The North Head Wastewater Treatment Plant is one of 30 wastewater treatment and water recycling plants in Greater Sydney. Here, we treat water to a primary standard before releasing it to the ocean via a deepwater ocean outfall.


Facts and figures

Location: Bluefish Road, Manly.

Population served: 1 million people.

Area served: 452 square kilometres, including from Seven Hills in the west, south to Bankstown and north to Ku-ring-gai and Collaroy.

Amount of wastewater treated: 336 million litres each day.

Treatment level: Primary.

Environmental discharge: We release the treated wastewater to the ocean using a deepwater ocean outfall. The deepwater ocean outfall is 3.6 kilometres from the shoreline, 82 metres maximum water depth and has a diffuser zone of 720 metres.

Amount of biosolids produced: 12,000 tonnes each year.

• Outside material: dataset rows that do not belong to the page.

//! Domain records produced by the collection pipeline, and the raw API
//! payloads they are built from.

use chrono::{DateTime, Utc};
use serde::{Deserialize, Serialize};
use std::fmt;

use crate::config::RepoId;

/// Star increase sentinel: more than [`STAR_COUNT_CAP`] stars were gained in
/// the window and the exact count was not computed.
pub const STAR_INCREASE_OVER_CAP: i64 = -1;

/// In-window star count at which counting stops.
pub const STAR_COUNT_CAP: i64 = 1000;

/// GitHub's raw two-value PR state.
#[derive(Clone, Copy, Debug, PartialEq, Eq, Hash, Serialize, Deserialize)]
#[serde(rename_all = "lowercase")]
pub enum PrState {
    Open,
    Closed,
}

/// State shown to users: closed PRs with a merge timestamp are merged.
#[derive(Clone, Copy, Debug, PartialEq, Eq, Hash, Serialize, Deserialize)]
#[serde(rename_all = "lowercase")]
pub enum DisplayState {
    Open,
    Closed,
    Merged,
}

impl fmt::Display for DisplayState {
    fn fmt(&self, f: &mut fmt::Formatter<'_>) -> fmt::Result {
        let s = match self {
            DisplayState::Open => "open",
            DisplayState::Closed => "closed",
            DisplayState::Merged => "merged",
        };
        f.write_str(s)
    }
}

/// The PR author's relationship to the repository.
#[derive(Clone, Copy, Debug, PartialEq, Eq, Hash, Serialize, Deserialize)]
#[serde(rename_all = "SCREAMING_SNAKE_CASE")]
pub enum AuthorAssociation {
    Owner,
    Member,
    Contributor,
    Collaborator,
    FirstTimeContributor,
}

impl AuthorAssociation {
    /// Parses GitHub's association string. `NONE` and unknown values map to `None`.
    pub fn parse(value: &str) -> Option<Self> {
        match value {
            "OWNER" => Some(Self::Owner),
            "MEMBER" => Some(Self::Member),
            "CONTRIBUTOR" => Some(Self::Contributor),
            "COLLABORATOR" => Some(Self::Collaborator),
            "FIRST_TIME_CONTRIBUTOR" => Some(Self::FirstTimeContributor),
            _ => None,
        }
    }
}

/// A pull request found by the user search, plus its enrichment.
#[derive(Clone, Debug, PartialEq, Serialize, Deserialize)]
pub struct PullRequest {
    pub number: u64,
    pub title: String,
    /// Repository full name, `owner/name`.
    pub repository: String,
    /// First path segment of `repository`.
    pub organization: String,
    pub url: String,
    pub state: PrState,
    pub created_at: DateTime<Utc>,
    pub closed_at: Option<DateTime<Utc>>,
    pub merged_at: Option<DateTime<Utc>>,
    pub author: String,
    pub author_association: Option<AuthorAssociation>,
    pub additions: Option<u64>,
    pub deletions: Option<u64>,
    pub changed_files: Option<u64>,
    /// Stars gained by the repository in the window; `-1` when over the cap.
    pub star_increase: Option<i64>,
}

impl PullRequest {
    pub fn display_state(&self) -> DisplayState {
        match (self.state, self.merged_at) {
            (PrState::Closed, Some(_)) => DisplayState::Merged,
            (PrState::Closed, None) => DisplayState::Closed,
            (PrState::Open, _) => DisplayState::Open,
        }
    }

    pub fn repo_id(&self) -> Option<RepoId> {
        RepoId::parse(&self.repository)
    }

    /// `owner/name#number`, as used in failure reports.
    pub fn identifier(&self) -> String {
        format!("{}#{}", self.repository, self.number)
    }
}

/// Counters for one enrichment batch.
#[derive(Clone, Debug, Default, PartialEq, Eq, Serialize)]
pub struct CollectionStats {
    pub total_prs: usize,
    pub file_fetch_success: usize,
    pub file_fetch_failed: usize,
    pub file_fetch_cached: usize,
    /// `owner/name#number` of each PR whose files could not be fetched.
    pub failed_prs: Vec<String>,
}

impl CollectionStats {
    pub fn new(total_prs: usize) -> Self {
        Self {
            total_prs,
            ..Self::default()
        }
    }

    /// Fraction of fetch attempts that succeeded; 1.0 when nothing was fetched.
    pub fn success_rate(&self) -> f64 {
        let attempts = self.file_fetch_success + self.file_fetch_failed;
        if attempts == 0 {
            return 1.0;
        }
        self.file_fetch_success as f64 / attempts as f64
    }
}

/// One page of `/search/issues`.
#[derive(Clone, Debug, Deserialize)]
pub struct SearchPage {
    #[serde(default)]
    pub total_count: i64,
    /// Items are kept raw so a single malformed entry cannot fail the page.
    #[serde(default)]
    pub items: Vec<serde_json::Value>,
}

/// One entry of `/repos/{owner}/{repo}/pulls/{number}/files`.
#[derive(Clone, Debug, Deserialize)]
pub struct PrFile {
    pub filename: String,
    #[serde(default)]
    pub additions: i64,
    #[serde(default)]
    pub deletions: i64,
}

/// The subset of `/repos/{owner}/{repo}` the pipeline reads.
#[derive(Clone, Debug, Deserialize, Serialize)]
pub struct Repository {
    pub full_name: Option<String>,
    pub description: Option<String>,
    #[serde(default)]
    pub stargazers_count: i64,
}

#[derive(Clone, Debug, Deserialize, Serialize)]
pub struct User {
    pub login: String,
    pub name: Option<String>,
    pub avatar_url: Option<String>,
    pub html_url: Option<String>,
    pub bio: Option<String>,
    pub company: Option<String>,
    pub blog: Option<String>,
    pub location: Option<String>,
    #[serde(default)]
    pub followers: u64,
    #[serde(default)]
    pub public_repos: u64,
}

#[derive(Clone, Debug, Deserialize, Serialize)]
pub struct SocialAccount {
    pub provider: String,
    pub url: String,
}

#[derive(Clone, Debug, Deserialize, Serialize)]
pub struct RateLimitResource {
    pub limit: u64,
    pub remaining: u64,
    pub reset: i64,
    #[serde(default)]
    pub used: u64,
}

#[derive(Clone, Debug, Deserialize, Serialize)]
pub struct RateLimitResources {
    pub core: RateLimitResource,
    pub search: Option<RateLimitResource>,
    pub graphql: Option<RateLimitResource>,
}

/// Body of `/rate_limit`.
#[derive(Clone, Debug, Deserialize, Serialize)]
pub struct RateLimitStatus {
    pub resources: RateLimitResources,
}

#[cfg(test)]
mod tests {
    use super::*;
    use chrono::TimeZone;

    fn pr(state: PrState, merged: bool) -> PullRequest {
        let created_at = Utc.with_ymd_and_hms(2024, 1, 5, 10, 0, 0).unwrap();
        PullRequest {
            number: 7,
            title: "Add widget".to_string(),
            repository: "acme/widget".to_string(),
            organization: "acme".to_string(),
            url: "https://github.com/acme/widget/pull/7".to_string(),
            state,
            created_at,
            closed_at: merged.then_some(created_at),
            merged_at: merged.then_some(created_at),
            author: "octocat".to_string(),
            author_association: None,
            additions: None,
            deletions: None,
            changed_files: None,
            star_increase: None,
        }
    }

    #[test]
    fn test_display_state() {
        assert_eq!(pr(PrState::Closed, true).display_state(), DisplayState::Merged);
        assert_eq!(pr(PrState::Closed, false).display_state(), DisplayState::Closed);
        assert_eq!(pr(PrState::Open, false).display_state(), DisplayState::Open);
    }

    #[test]
    fn test_identifier() {
        assert_eq!(pr(PrState::Open, false).identifier(), "acme/widget#7");
    }

    #[test]
    fn test_success_rate() {
        let mut stats = CollectionStats::new(4);
        assert_eq!(stats.success_rate(), 1.0);

        stats.file_fetch_success = 3;
        stats.file_fetch_failed = 1;
        assert!((stats.success_rate() - 0.75).abs() < f64::EPSILON);
    }

    #[test]
    fn test_author_association_parse() {
        assert_eq!(
            AuthorAssociation::parse("FIRST_TIME_CONTRIBUTOR"),
            Some(AuthorAssociation::FirstTimeContributor)
        );
        assert_eq!(AuthorAssociation::parse("NONE"), None);
        assert_eq!(AuthorAssociation::parse("MANNEQUIN"), None);
    }
}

Operating licence and regulation: We operate the plant under 2 sets of rules:

Technical resources

 

North Head Wastewater Treatment Plant technical data (148KB) – Read technical specifications for the plant.

 

What's in wastewater? (279KB) – Learn about common wastewater parameters.

 

Removing nutrients in wastewater (192KB) – Fact sheet.


Flow chart


Primary treatment

Primary wastewater treatment removes large solids using physical separation processes. Most of the solids removed can be treated for beneficial reuse.

Screening

Screens trap and remove large solids as wastewater flows through.

Grit removal

We inject air into a tank, causing the water to spiral. The air flings the grit, such as sand and coffee grounds, to the edges. It collects in the bottom of the tank where a scraper removes it.

Sedimentation

Sedimentation tanks allow solids to settle to the bottom of the tank, while oil and grease float to the top. Scrapers at both the bottom and the top of the tanks remove the solids, oil and grease, which are then treated to produce biosolids.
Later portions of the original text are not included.